• **Your task**:
Word for word, set down every line of the entries below from the line with "tile! Answer the" to the line with "let inner = block.inner(modal);", including both, and no other line.

==== Data extracts

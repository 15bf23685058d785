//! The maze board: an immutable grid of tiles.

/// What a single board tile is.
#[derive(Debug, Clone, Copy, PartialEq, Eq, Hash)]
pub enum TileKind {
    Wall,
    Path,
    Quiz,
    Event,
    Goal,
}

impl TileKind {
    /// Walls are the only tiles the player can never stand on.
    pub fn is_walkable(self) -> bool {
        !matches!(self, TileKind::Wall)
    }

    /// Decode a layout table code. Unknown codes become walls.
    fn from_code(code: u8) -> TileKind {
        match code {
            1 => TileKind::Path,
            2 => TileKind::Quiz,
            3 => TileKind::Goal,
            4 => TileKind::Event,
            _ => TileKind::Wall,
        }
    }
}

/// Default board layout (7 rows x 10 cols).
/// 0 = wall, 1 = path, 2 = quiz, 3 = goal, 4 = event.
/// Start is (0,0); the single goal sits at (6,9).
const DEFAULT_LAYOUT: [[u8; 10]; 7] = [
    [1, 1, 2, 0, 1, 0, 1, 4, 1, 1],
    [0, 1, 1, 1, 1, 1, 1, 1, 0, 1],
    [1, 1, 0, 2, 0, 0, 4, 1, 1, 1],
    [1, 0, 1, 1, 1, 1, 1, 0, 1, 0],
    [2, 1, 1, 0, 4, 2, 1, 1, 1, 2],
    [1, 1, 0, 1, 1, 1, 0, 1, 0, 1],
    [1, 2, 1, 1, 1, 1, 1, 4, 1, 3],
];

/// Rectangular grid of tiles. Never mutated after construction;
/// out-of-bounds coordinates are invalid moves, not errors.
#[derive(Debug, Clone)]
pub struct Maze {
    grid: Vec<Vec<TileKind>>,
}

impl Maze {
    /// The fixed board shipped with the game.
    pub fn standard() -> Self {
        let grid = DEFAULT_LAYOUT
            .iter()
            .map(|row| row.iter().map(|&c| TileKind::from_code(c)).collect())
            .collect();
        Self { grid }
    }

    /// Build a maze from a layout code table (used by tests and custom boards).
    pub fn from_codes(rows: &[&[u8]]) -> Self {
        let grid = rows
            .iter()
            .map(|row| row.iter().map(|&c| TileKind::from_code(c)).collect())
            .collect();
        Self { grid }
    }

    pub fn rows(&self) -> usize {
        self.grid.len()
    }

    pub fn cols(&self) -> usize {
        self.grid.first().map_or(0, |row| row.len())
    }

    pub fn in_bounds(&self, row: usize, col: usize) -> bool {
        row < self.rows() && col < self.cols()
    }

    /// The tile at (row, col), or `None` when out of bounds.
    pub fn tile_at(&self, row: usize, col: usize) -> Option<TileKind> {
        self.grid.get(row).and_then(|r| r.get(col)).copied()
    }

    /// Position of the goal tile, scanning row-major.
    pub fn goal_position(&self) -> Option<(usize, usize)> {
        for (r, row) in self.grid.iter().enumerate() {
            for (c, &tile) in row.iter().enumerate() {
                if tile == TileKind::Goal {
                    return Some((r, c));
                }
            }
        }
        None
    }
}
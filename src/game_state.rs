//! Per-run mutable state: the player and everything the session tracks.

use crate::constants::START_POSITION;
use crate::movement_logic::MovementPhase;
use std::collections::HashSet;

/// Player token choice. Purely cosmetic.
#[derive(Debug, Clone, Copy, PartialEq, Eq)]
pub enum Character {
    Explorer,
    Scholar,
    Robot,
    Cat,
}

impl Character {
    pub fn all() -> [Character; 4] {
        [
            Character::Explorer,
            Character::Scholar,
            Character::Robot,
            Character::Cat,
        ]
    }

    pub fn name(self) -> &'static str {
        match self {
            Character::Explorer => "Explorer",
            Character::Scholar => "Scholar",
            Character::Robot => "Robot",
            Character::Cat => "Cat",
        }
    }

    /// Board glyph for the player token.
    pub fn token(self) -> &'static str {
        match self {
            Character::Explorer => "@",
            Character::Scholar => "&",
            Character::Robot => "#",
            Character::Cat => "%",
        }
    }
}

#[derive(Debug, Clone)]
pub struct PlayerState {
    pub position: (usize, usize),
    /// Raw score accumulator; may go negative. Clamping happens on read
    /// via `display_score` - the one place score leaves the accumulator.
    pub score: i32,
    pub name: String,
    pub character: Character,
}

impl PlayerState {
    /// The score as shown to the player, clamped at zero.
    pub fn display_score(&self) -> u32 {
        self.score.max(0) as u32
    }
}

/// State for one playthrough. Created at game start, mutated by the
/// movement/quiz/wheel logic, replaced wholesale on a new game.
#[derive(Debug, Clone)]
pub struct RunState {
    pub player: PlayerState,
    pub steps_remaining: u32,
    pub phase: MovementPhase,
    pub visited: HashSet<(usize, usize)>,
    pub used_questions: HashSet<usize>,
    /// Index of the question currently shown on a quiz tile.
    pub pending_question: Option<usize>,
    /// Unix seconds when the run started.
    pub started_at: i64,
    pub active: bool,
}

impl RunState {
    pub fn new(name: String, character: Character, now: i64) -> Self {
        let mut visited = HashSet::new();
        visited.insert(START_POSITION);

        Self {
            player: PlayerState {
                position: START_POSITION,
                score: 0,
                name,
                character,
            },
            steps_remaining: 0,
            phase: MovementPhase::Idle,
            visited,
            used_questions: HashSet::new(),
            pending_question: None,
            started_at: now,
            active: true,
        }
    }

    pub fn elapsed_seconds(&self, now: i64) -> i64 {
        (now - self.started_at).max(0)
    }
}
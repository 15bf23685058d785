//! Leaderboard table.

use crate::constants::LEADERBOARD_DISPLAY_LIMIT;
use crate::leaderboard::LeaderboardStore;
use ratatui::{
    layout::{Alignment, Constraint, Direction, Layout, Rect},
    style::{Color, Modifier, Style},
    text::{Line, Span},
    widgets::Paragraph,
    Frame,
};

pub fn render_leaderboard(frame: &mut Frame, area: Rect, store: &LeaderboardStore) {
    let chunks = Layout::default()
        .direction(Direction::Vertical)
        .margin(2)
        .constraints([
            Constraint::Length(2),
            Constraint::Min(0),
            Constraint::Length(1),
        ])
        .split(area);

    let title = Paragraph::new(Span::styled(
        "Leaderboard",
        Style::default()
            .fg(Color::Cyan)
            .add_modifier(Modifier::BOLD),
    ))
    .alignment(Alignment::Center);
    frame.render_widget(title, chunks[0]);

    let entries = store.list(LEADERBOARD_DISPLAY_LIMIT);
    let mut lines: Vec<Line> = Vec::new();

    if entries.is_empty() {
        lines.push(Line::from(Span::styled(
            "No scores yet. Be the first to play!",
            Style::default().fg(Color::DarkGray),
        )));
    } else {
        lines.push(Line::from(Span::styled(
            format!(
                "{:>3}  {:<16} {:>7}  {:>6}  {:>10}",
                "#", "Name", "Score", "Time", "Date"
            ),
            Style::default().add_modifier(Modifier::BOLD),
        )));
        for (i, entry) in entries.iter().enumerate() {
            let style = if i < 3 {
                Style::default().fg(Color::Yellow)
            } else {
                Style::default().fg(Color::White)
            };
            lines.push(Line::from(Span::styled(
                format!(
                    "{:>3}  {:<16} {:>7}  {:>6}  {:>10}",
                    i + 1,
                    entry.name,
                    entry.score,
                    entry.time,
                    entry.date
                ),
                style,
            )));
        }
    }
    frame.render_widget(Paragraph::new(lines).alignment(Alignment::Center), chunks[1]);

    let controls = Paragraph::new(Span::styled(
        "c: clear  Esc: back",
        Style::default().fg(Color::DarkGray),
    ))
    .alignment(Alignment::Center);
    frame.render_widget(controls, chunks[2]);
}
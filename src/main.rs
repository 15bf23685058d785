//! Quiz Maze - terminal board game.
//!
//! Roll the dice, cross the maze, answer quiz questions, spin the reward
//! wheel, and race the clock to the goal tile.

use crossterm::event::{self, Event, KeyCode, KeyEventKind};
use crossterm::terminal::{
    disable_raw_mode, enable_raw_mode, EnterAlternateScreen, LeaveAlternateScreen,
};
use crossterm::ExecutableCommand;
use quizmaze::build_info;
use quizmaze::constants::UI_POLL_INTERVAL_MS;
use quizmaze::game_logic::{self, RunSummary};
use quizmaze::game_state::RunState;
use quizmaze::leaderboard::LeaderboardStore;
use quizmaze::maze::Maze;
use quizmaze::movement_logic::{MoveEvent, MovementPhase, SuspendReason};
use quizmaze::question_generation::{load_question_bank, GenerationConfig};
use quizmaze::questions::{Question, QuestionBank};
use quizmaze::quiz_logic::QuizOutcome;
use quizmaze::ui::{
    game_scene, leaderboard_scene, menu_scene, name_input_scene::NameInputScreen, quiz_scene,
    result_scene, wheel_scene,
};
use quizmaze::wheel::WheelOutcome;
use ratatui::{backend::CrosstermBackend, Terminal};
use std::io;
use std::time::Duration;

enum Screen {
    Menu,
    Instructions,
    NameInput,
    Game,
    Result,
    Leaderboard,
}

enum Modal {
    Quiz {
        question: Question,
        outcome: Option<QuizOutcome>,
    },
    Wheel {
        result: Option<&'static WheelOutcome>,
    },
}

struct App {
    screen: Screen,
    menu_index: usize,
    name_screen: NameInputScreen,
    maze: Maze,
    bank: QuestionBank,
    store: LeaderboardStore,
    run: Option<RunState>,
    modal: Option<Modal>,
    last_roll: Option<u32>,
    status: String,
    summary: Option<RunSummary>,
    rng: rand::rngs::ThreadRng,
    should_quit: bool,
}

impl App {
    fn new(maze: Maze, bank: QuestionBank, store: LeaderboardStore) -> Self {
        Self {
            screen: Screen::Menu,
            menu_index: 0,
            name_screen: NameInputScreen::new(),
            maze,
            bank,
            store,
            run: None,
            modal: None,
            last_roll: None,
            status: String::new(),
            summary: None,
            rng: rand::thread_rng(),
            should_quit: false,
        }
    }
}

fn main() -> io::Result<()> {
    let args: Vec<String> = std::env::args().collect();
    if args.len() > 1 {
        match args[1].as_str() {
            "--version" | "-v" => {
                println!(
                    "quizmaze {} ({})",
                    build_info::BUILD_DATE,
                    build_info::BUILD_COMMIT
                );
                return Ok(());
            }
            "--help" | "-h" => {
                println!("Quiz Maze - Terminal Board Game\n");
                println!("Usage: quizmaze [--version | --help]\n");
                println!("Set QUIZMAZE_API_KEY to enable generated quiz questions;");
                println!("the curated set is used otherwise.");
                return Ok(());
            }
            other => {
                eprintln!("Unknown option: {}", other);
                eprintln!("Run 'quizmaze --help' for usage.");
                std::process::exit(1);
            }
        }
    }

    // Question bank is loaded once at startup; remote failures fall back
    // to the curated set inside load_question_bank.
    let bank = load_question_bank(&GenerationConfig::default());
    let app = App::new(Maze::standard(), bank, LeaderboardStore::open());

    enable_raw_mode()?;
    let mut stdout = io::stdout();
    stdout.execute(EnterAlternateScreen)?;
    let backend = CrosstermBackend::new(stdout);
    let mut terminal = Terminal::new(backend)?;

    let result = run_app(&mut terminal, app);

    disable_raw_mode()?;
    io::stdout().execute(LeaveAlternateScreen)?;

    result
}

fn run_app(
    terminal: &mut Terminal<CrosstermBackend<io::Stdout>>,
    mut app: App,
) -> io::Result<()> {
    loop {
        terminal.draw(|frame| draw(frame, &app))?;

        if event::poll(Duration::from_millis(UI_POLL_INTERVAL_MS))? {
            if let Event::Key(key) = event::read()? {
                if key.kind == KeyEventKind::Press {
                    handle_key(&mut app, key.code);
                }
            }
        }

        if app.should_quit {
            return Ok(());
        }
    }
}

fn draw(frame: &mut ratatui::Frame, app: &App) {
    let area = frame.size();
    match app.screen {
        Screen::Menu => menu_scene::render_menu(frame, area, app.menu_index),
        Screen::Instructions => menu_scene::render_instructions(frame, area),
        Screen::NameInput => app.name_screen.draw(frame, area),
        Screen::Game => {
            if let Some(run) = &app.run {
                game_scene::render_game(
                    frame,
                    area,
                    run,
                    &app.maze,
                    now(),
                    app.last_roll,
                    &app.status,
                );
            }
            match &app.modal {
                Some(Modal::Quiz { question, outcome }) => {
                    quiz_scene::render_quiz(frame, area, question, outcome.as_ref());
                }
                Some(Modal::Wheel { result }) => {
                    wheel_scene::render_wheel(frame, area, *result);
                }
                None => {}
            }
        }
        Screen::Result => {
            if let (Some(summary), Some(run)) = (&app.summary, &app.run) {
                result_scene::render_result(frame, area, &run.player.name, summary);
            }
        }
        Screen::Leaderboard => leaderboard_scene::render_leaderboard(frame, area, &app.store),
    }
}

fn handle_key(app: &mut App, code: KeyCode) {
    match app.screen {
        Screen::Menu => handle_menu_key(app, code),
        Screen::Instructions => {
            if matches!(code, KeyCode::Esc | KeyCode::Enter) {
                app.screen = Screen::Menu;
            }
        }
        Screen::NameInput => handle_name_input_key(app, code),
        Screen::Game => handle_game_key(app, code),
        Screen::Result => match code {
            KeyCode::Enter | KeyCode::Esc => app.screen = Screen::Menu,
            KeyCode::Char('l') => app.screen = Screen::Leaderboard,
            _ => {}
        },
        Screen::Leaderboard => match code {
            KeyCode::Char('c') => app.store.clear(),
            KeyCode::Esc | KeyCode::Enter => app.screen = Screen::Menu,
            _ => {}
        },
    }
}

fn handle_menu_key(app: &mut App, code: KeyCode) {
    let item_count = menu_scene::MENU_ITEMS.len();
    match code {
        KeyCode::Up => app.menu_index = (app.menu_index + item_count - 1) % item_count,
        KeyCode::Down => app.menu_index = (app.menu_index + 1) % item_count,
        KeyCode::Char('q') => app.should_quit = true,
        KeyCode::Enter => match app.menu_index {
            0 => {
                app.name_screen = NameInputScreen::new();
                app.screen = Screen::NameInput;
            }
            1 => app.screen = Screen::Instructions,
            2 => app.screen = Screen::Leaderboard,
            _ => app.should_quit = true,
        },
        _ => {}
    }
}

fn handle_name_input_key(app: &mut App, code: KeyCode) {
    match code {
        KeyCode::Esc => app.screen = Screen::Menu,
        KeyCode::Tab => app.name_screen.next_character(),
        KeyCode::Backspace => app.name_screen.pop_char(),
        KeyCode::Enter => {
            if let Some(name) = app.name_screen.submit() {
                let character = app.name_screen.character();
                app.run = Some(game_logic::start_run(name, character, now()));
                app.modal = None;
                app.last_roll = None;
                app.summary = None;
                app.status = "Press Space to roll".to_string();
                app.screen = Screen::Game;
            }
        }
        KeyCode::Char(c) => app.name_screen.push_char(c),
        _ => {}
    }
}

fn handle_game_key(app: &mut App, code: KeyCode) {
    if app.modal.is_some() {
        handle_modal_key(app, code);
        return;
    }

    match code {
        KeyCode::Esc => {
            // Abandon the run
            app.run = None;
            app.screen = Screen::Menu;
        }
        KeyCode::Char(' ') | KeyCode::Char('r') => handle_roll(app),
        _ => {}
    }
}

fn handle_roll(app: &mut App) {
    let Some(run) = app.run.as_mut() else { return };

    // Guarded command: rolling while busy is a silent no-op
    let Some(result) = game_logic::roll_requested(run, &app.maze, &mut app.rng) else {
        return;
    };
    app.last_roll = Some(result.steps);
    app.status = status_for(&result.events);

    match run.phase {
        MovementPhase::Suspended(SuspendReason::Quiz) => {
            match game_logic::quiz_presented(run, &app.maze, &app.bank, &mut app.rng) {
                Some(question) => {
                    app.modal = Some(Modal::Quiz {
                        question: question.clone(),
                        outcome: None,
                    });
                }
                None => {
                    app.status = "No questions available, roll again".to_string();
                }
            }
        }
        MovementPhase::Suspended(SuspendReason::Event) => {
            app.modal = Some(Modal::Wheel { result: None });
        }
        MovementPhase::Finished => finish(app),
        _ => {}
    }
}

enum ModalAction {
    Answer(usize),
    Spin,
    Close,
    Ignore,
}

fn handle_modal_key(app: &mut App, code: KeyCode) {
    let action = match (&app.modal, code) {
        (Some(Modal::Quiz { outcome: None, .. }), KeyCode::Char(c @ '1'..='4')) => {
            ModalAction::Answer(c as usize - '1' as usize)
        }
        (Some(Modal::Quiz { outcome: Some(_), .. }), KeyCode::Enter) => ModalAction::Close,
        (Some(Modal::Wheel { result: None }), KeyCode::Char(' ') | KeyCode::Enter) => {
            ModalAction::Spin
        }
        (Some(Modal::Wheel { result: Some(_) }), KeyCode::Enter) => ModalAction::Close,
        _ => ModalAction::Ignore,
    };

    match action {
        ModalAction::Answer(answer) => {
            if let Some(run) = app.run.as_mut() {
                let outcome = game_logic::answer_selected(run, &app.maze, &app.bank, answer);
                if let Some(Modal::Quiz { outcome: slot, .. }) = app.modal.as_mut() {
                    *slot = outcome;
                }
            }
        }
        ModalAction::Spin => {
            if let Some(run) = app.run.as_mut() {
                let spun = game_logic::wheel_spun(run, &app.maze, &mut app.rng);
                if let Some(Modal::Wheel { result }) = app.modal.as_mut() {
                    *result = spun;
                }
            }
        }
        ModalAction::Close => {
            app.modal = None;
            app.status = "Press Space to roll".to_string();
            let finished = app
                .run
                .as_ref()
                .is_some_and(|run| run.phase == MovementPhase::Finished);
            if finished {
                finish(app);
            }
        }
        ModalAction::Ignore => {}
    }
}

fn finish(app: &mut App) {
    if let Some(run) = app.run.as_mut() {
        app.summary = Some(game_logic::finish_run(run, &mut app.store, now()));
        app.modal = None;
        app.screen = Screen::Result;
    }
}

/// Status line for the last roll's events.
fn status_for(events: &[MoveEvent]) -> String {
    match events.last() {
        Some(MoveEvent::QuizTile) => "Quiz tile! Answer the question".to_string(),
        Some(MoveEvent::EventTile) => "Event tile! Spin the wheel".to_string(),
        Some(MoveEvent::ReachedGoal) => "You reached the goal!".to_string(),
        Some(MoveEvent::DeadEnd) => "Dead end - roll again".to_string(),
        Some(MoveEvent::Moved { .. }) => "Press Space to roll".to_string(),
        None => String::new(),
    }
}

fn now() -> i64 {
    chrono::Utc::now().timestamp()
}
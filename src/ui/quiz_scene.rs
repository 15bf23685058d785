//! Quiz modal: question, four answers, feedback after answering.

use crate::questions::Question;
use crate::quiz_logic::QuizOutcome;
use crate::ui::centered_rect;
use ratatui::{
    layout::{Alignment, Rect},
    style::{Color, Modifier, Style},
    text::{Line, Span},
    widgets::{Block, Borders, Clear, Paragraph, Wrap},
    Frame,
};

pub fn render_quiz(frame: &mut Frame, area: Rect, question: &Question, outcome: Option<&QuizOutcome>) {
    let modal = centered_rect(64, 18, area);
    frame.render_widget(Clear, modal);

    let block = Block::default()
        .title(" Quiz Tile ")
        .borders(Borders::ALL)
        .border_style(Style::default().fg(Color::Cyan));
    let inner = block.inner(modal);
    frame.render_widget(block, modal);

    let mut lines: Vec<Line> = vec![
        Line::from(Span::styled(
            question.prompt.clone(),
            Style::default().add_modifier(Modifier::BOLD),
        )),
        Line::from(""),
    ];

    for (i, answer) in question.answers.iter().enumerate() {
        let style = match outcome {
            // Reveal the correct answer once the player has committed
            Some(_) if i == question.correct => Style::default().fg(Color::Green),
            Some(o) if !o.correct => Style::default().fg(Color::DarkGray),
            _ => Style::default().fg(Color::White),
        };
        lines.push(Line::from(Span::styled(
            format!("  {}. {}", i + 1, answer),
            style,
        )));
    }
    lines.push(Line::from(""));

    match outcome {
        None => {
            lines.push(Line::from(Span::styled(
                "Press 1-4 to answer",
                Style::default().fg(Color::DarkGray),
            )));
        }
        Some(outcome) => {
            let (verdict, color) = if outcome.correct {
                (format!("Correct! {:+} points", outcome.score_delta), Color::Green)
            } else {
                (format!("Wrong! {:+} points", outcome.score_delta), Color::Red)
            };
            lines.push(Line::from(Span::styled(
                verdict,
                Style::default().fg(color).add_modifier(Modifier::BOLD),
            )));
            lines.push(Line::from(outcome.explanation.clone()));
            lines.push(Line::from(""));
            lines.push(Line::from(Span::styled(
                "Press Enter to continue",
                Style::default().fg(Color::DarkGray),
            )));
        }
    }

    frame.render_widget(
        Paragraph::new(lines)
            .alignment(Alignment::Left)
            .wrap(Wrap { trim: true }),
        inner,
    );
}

========

• **Solution**:
        Some(MoveEvent::QuizTile) => "Quiz tile! Answer the question".to_string(),
        Some(MoveEvent::EventTile) => "Event tile! Spin the wheel".to_string(),
        Some(MoveEvent::ReachedGoal) => "You reached the goal!".to_string(),
        Some(MoveEvent::DeadEnd) => "Dead end - roll again".to_string(),
        Some(MoveEvent::Moved { .. }) => "Press Space to roll".to_string(),
        None => String::new(),
    }
}

fn now() -> i64 {
    chrono::Utc::now().timestamp()
}
filename src/ui/quiz_scene.rs
repository 15bf23685058d785
//! Quiz modal: question, four answers, feedback after answering.

use crate::questions::Question;
use crate::quiz_logic::QuizOutcome;
use crate::ui::centered_rect;
use ratatui::{
    layout::{Alignment, Rect},
    style::{Color, Modifier, Style},
    text::{Line, Span},
    widgets::{Block, Borders, Clear, Paragraph, Wrap},
    Frame,
};

pub fn render_quiz(frame: &mut Frame, area: Rect, question: &Question, outcome: Option<&QuizOutcome>) {
    let modal = centered_rect(64, 18, area);
    frame.render_widget(Clear, modal);

    let block = Block::default()
        .title(" Quiz Tile ")
        .borders(Borders::ALL)
        .border_style(Style::default().fg(Color::Cyan));
    let inner = block.inner(modal);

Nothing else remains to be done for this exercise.